河南巡抚对“和平”的特殊爱好,让赵安觉得有机可乘,因此给予对方高度评价:“倭大人心怀百姓,欲以文斗代武斗,此仁者之心。”
继而便是竭力撺掇倭什布坚持自己内心想法,勇敢大胆的为了“和平”去跟白莲教私下接触,世上事说不定,万一成了呢?
被鼓励的倭大人心里那个念头像是被浇了油的炭火,腾地一下就烧了起来。
这位河南巡抚有个毛病,就是认准了的事总想试试。
当年在广西处理土司纠纷,同僚都劝他莫要插手,因为两边土司打了三年死了那么多人,岂是他一个知府能摆平的?可他偏不信邪,硬是把两边头人请到了一张桌上喝了三天酒,最后还真把事情了了。
如今这白莲教的事巡抚大人心里琢磨也不是一天两天了,难得平苗大帅这般鼓励支持他,竟是真生下横心要与白莲教的人谈谈了。
待对“和平”有特殊追求的巡抚大人离开后,赵安立即让包大为把沈逸之叫来,另外让轿中的“秘书”将河南白莲教的相关活动档案调出。
早在安徽平定白莲教乱后,赵安就着手对白莲教进行系统全面调查,为此在巡抚衙门的经历司特设了一个“白办”。

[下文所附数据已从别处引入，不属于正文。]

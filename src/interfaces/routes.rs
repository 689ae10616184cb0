use actix_web::web;

use crate::handlers::{home::home, json_error::not_found, system::health_check};

mod contact;
mod content;

pub fn configure_routes(cfg: &mut web::ServiceConfig) {
    cfg.service(home);
    cfg.service(health_check);

    cfg.service(
        web::scope("/api")
            .configure(contact::config_routes)
            .configure(content::config_routes)
    );

    cfg.default_service(web::route().to(not_found));
}
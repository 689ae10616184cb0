pub mod contact;
pub mod content;
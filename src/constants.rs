use chrono::{DateTime, Utc};
use once_cell::sync::Lazy;

pub static START_TIME: Lazy<DateTime<Utc>> = Lazy::new(Utc::now);

/// Rate-limit bucket shared by every client without a resolvable address.
pub const UNKNOWN_CLIENT: &str = "unknown";

/// Fits the longest valid form even when every character is sent as a
/// `\uXXXX` surrogate pair (12 bytes each).
pub const MAX_CONTACT_BODY_BYTES: usize = 64 * 1024;

// ───── Contact responses ─────────────────────────────────────────────
pub const CONTACT_SENT_MESSAGE: &str =
    "Thanks for reaching out! I will get back to you within 2 business days.";
pub const CONTACT_RECEIVED_MESSAGE: &str = "Message received";
pub const RATE_LIMITED_MESSAGE: &str = "Too many requests. Please try again later.";
pub const INVALID_BODY_MESSAGE: &str = "Invalid request body";
pub const VALIDATION_FALLBACK_MESSAGE: &str = "Validation error";
pub const DISPATCH_FAILED_MESSAGE: &str = "Failed to send message. Please try again later.";
pub const UNEXPECTED_FAULT_MESSAGE: &str = "An unexpected error occurred. Please try again.";
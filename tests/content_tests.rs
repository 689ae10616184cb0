
use reqwest::StatusCode;
use serde_json::{json, Value};
use test_utils::*;

async fn get_json(app: &TestApp, path: &str) -> (StatusCode, Value) {
    let response = app.get(path).await;
    let status = response.status();
    (status, response.json().await.expect("Response body should be JSON"))
}

#[actix_rt::test]
async fn home_lists_endpoints_and_owner() {
    let app = TestApp::spawn().await;

    let (status, body) = get_json(&app, "/").await;

    assert_eq!(status, StatusCode::OK);
    assert_eq!(body["owner"], "Maren Okafor");
    assert!(body["endpoints"].as_array().unwrap().contains(&json!("/api/contact")));
}

#[actix_rt::test]
async fn profile_is_served() {
    let app = TestApp::spawn().await;

    let (status, body) = get_json(&app, "/api/profile").await;

    assert_eq!(status, StatusCode::OK);
    assert_eq!(body["name"], "Maren Okafor");
    assert!(body["social"].as_array().is_some_and(|links| !links.is_empty()));
}

#[actix_rt::test]
async fn project_list_contains_summaries_only() {
    let app = TestApp::spawn().await;

    let (status, body) = get_json(&app, "/api/projects").await;

    assert_eq!(status, StatusCode::OK);
    let projects = body.as_array().unwrap();
    assert_eq!(projects.len(), 4);
    assert_eq!(projects[0]["slug"], "ledgerline");
    assert!(projects[0].get("description").is_none());
    assert!(projects[0].get("highlights").is_none());
}

#[actix_rt::test]
async fn project_detail_by_slug() {
    let app = TestApp::spawn().await;

    let (status, body) = get_json(&app, "/api/projects/tidewatch").await;

    assert_eq!(status, StatusCode::OK);
    assert_eq!(body["slug"], "tidewatch");
    assert!(body["description"].is_string());
    assert!(body["links"]["repo"].is_string());
}

#[actix_rt::test]
async fn unknown_project_is_404() {
    let app = TestApp::spawn().await;

    let (status, body) = get_json(&app, "/api/projects/does-not-exist").await;

    assert_eq!(status, StatusCode::NOT_FOUND);
    assert_eq!(body, json!({ "error": "Project not found" }));
}

#[actix_rt::test]
async fn blog_posts_are_newest_first() {
    let app = TestApp::spawn().await;

    let (status, body) = get_json(&app, "/api/blog").await;

    assert_eq!(status, StatusCode::OK);
    let slugs: Vec<&str> = body
        .as_array()
        .unwrap()
        .iter()
        .map(|post| post["slug"].as_str().unwrap())
        .collect();
    assert_eq!(
        slugs,
        ["typed-config-in-rust-services", "fixed-windows-are-fine", "honeypots-over-captchas"]
    );
}

#[actix_rt::test]
async fn blog_post_by_slug_and_missing_post() {
    let app = TestApp::spawn().await;

    let (status, body) = get_json(&app, "/api/blog/honeypots-over-captchas").await;
    assert_eq!(status, StatusCode::OK);
    assert_eq!(body["date"], "2024-11-18");
    assert_eq!(body["readTime"], "4 min");

    let (status, body) = get_json(&app, "/api/blog/nope").await;
    assert_eq!(status, StatusCode::NOT_FOUND);
    assert_eq!(body, json!({ "error": "Blog post not found" }));
}

#[actix_rt::test]
async fn skills_and_timeline_are_served() {
    let app = TestApp::spawn().await;

    let (status, skills) = get_json(&app, "/api/skills").await;
    assert_eq!(status, StatusCode::OK);
    assert_eq!(skills.as_array().unwrap().len(), 3);
    assert_eq!(skills[0]["name"], "Backend");

    let (status, timeline) = get_json(&app, "/api/timeline").await;
    assert_eq!(status, StatusCode::OK);
    assert_eq!(timeline[0]["type"], "work");
    assert!(timeline[0]["startDate"].is_string());
}

#[actix_rt::test]
async fn trailing_slash_is_normalized() {
    let app = TestApp::spawn().await;

    let (status, _) = get_json(&app, "/api/skills/").await;

    assert_eq!(status, StatusCode::OK);
}

#[actix_rt::test]
async fn unknown_route_returns_json_404() {
    let app = TestApp::spawn().await;

    let (status, body) = get_json(&app, "/api/nothing-here").await;

    assert_eq!(status, StatusCode::NOT_FOUND);
    assert_eq!(body["error"], "Not found");
    assert_eq!(body["details"], "No route for GET /api/nothing-here");
}
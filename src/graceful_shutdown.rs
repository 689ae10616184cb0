use derive_more::Display;
use tokio::signal;
use tracing::{error, warn};

#[derive(Debug, Clone, Copy, PartialEq, Eq, Display)]
pub enum ShutdownSignal {
    #[display("Ctrl+C")]
    Interrupt,
    #[display("SIGTERM")]
    Terminate,
}

/// Resolves with the first shutdown signal received. A listener that cannot be
/// installed is logged and never fires.
pub async fn shutdown_signal() -> ShutdownSignal {
    let ctrl_c = async {
        if let Err(e) = signal::ctrl_c().await {
            error!("Failed to listen for Ctrl+C: {}", e);
            std::future::pending::<()>().await;
        }
    };

    #[cfg(unix)]
    let terminate = async {
        use tokio::signal::unix::{signal, SignalKind};
        match signal(SignalKind::terminate()) {
            Ok(mut sigterm) => {
                sigterm.recv().await;
            }
            Err(e) => {
                error!("Failed to listen for SIGTERM: {}", e);
                std::future::pending::<()>().await;
            }
        }
    };

    #[cfg(not(unix))]
    let terminate = std::future::pending::<()>();

    let received = tokio::select! {
        _ = ctrl_c => ShutdownSignal::Interrupt,
        _ = terminate => ShutdownSignal::Terminate,
    };

    warn!("🛑 {} received, initiating shutdown...", received);
    received
}
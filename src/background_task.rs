use tokio::time::{interval_at, Instant, MissedTickBehavior};

use crate::limiter::rate_limiter::InMemoryRateLimiter;

/// Sweeps expired rate-limit entries once per window, forever. The caller
/// owns the returned task and aborts it on shutdown.
pub async fn start_rate_limit_sweep(limiter: InMemoryRateLimiter) {
    let period = limiter.window();
    let mut interval = interval_at(Instant::now() + period, period);
    interval.set_missed_tick_behavior(MissedTickBehavior::Delay);

    loop {
        interval.tick().await;

        let removed = limiter.sweep();
        tracing::debug!(
            removed,
            tracked = limiter.tracked(),
            "Swept expired rate-limit entries"
        );
    }
}

#[cfg(test)]
mod tests {
    use super::*;
    use std::time::Duration;

    use crate::repositories::rate_limit::RateLimitRepository;

    #[tokio::test(start_paused = true)]
    async fn sweep_task_clears_abandoned_identifiers() {
        let window = Duration::from_secs(60);
        let limiter = InMemoryRateLimiter::new(3, window);
        limiter.check("198.51.100.1");
        limiter.check("198.51.100.2");

        let task = tokio::spawn(start_rate_limit_sweep(limiter.clone()));

        // First tick lands exactly on reset_at, so the entries survive it.
        tokio::time::sleep(window + Duration::from_millis(1)).await;
        assert_eq!(limiter.tracked(), 2);

        tokio::time::sleep(window).await;
        tokio::task::yield_now().await;
        assert_eq!(limiter.tracked(), 0);

        task.abort();
    }
}
pub mod entities;
pub mod use_cases;
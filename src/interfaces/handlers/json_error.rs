use actix_web::{http::StatusCode, HttpRequest, HttpResponse};


pub fn json_error(status: StatusCode, error: &str, details: &str) -> HttpResponse {
    HttpResponse::build(status).json(serde_json::json!({
        "error": error,
        "details": details
    }))
}

/// Fallback for unmatched routes.
pub async fn not_found(req: HttpRequest) -> HttpResponse {
    json_error(
        StatusCode::NOT_FOUND,
        "Not found",
        &format!("No route for {} {}", req.method(), req.path()),
    )
}
pub mod content;
pub mod email;
pub mod limiter;
pub mod utils;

这个“白办”搁后世的话,应该属于专门研究宗教的机构。
白莲教体系过于复杂,山头林立,现在湖北与四川起事的白莲教属三阳教和收元教两支,于襄阳一带活动的王聪儿与其被杀的前夫齐林就是三阳教主刘之协的弟子,洪宝曾透露王聪儿很有可能被齐林献给教主刘之协玩弄过。
这也是白莲教的恶习,教徒妻妾女儿稍有姿色者,都会沦为教中高层的玩物。
白莲教起义也从来不以反清复明,驱逐鞑虏为号召,底层教众是为了活下去而反抗,高层却只是将造反当成谋取利益,实现个人野心的方式。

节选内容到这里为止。